■ **Stored data**:
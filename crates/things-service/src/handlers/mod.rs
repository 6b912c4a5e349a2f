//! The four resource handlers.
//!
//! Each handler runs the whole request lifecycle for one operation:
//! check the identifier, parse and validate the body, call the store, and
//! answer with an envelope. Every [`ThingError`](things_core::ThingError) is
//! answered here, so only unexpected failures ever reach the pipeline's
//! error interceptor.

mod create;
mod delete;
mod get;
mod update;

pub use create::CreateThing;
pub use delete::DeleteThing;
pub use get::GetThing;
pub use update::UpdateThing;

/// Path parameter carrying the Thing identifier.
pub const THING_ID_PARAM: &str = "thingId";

■ **What you need to do**:
Your response must consist of all the records, retyped exactly.

■ **The completed task**:
filename crates/things-service/src/handlers/mod.rs
repository 6b912c4a5e349a2f
//! The four resource handlers.
//!
//! Each handler runs the whole request lifecycle for one operation:
//! check the identifier, parse and validate the body, call the store, and
//! answer with an envelope. Every [`ThingError`](things_core::ThingError) is
//! answered here, so only unexpected failures ever reach the pipeline's
//! error interceptor.

mod create;
mod delete;
mod get;
mod update;

pub use create::CreateThing;
pub use delete::DeleteThing;
pub use get::GetThing;
pub use update::UpdateThing;

/// Path parameter carrying the Thing identifier.
pub const THING_ID_PARAM: &str = "thingId";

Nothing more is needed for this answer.